On this week’s episode, host Al Letson sits down with immigration reporter Aura Bogado to discuss her latest story, which uncovered a growing network of shelters to house infants, toddlers and other young asylum-seekers. Records Bogado obtained indicate that a dozen children arrived at one facility, Child Crisis Arizona, beginning in mid-June. The facility has garnered a $2.4 million contract to house unaccompanied children through 2022, despite recent citations for hazardous conditions, incomplete record-keeping and more.

The children are from Guatemala, Honduras, El Salvador, Ecuador and Brazil. Some of them entered the facility in early July, and they are all living there without parents. When Bogado asked where exactly their parents are, Child Crisis didn’t respond, and the federal Office of Refugee Resettlement told her it was working on a response. That was last week.

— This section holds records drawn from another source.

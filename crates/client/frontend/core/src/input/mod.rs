//! Input vocabulary of the battle view.
//!
//! The view only sees tile-space events: screen-to-tile projection belongs to
//! the map renderer. Keyboard events arrive as `crossterm` key codes so the
//! interaction core stays independent of any particular window toolkit.

use battle_core::TilePos;
use bitflags::bitflags;
use crossterm::event::{KeyCode, KeyEvent, KeyEventKind, ModifierKeyCode, MouseButton};

use crate::controls::{ControlEvent, ControlId};

pub mod shortcuts;
pub use shortcuts::{DebugKey, KeyAction, ShortcutMap};

bitflags! {
    /// Held modifier keys, one flag per physical key.
    ///
    /// Set on key-down and cleared on key-up; never polled. Left and right
    /// variants are OR'd together when consulted.
    #[derive(Clone, Copy, Debug, Default, PartialEq, Eq, Hash)]
    pub struct ModifierKeys: u8 {
        const LSHIFT = 0b0000_0001;
        const RSHIFT = 0b0000_0010;
        const LALT   = 0b0000_0100;
        const RALT   = 0b0000_1000;
        const LCTRL  = 0b0001_0000;
        const RCTRL  = 0b0010_0000;

        const SHIFT = Self::LSHIFT.bits() | Self::RSHIFT.bits();
        const ALT   = Self::LALT.bits() | Self::RALT.bits();
        const CTRL  = Self::LCTRL.bits() | Self::RCTRL.bits();
    }
}

impl ModifierKeys {
    #[inline]
    pub fn shift(self) -> bool {
        self.intersects(Self::SHIFT)
    }

    #[inline]
    pub fn alt(self) -> bool {
        self.intersects(Self::ALT)
    }

    #[inline]
    pub fn ctrl(self) -> bool {
        self.intersects(Self::CTRL)
    }

    /// Flag tracked for a physical modifier key; other modifiers are ignored.
    pub fn flag_for(code: ModifierKeyCode) -> Option<Self> {
        match code {
            ModifierKeyCode::LeftShift => Some(Self::LSHIFT),
            ModifierKeyCode::RightShift => Some(Self::RSHIFT),
            ModifierKeyCode::LeftAlt => Some(Self::LALT),
            ModifierKeyCode::RightAlt => Some(Self::RALT),
            ModifierKeyCode::LeftControl => Some(Self::LCTRL),
            ModifierKeyCode::RightControl => Some(Self::RCTRL),
            _ => None,
        }
    }

    /// Applies a key transition. Returns false for keys that are not tracked.
    pub fn apply(&mut self, code: KeyCode, pressed: bool) -> bool {
        let KeyCode::Modifier(modifier) = code else {
            return false;
        };
        let Some(flag) = Self::flag_for(modifier) else {
            return false;
        };
        self.set(flag, pressed);
        true
    }
}

/// Notice raised by the simulation for the player.
#[derive(Clone, Debug, Default, PartialEq, Eq)]
pub struct GameNotice {
    pub message: Option<String>,
    /// Set for notices that ask the camera to jump to a location.
    pub zoom_to: Option<TilePos>,
}

/// Everything the battle view reacts to.
#[derive(Clone, Debug, PartialEq, Eq)]
pub enum ViewEvent {
    KeyDown(KeyCode),
    KeyUp(KeyCode),
    PointerMoved { tile: TilePos },
    PointerPressed { button: MouseButton, tile: TilePos },
    Control { control: ControlId, event: ControlEvent },
    Notice(GameNotice),
}

impl ViewEvent {
    /// Converts a terminal key event. Repeats count as presses.
    pub fn from_key(key: KeyEvent) -> Self {
        match key.kind {
            KeyEventKind::Release => Self::KeyUp(key.code),
            KeyEventKind::Press | KeyEventKind::Repeat => Self::KeyDown(key.code),
        }
    }
}

impl From<KeyEvent> for ViewEvent {
    fn from(key: KeyEvent) -> Self {
        Self::from_key(key)
    }
}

These new revelations come amid renewed outrage over the shocking, squalid conditions in which the U.S. government has forced new migrants to live. Advocates who visited detention facilities in June spoke about flu quarantines, lice infestations and babies drinking milk out of dirty bottles. A Department of Homeland Security report released July 2 detailed “dangerous overcrowding” at migrant holding facilities and included shocking photos of adults and children packed into cells.

At some of the shelters she investigated this month, Bogado has confirmed that it’s taken more than two weeks to get children legal assistance. That’s despite the Trafficking Victims Protection Reauthorization Act, which requires that vulnerable children be in direct contact with advocates.

“Getting access to legal help is a big issue,” Bogado says.

This story is the latest from our immigration team, which has spent the past year examining the long-lasting effects of the Trump administration’s family separation policies. They’ve investigated facilities that were administering psychotropic drugs to immigrant children without consent, government contractors that were warehousing kids in a vacant Phoenix office building, a network of secret government shelters and much more.

Also in the episode …

We’re revisiting a story from December 2018 that exposed how the Jesuits, a society within the Catholic Church, shuffled priests accused of sexual abuse around Native communities for years. Then, in some cases, these priests retired on Gonzaga University’s campus.

Hear the episode.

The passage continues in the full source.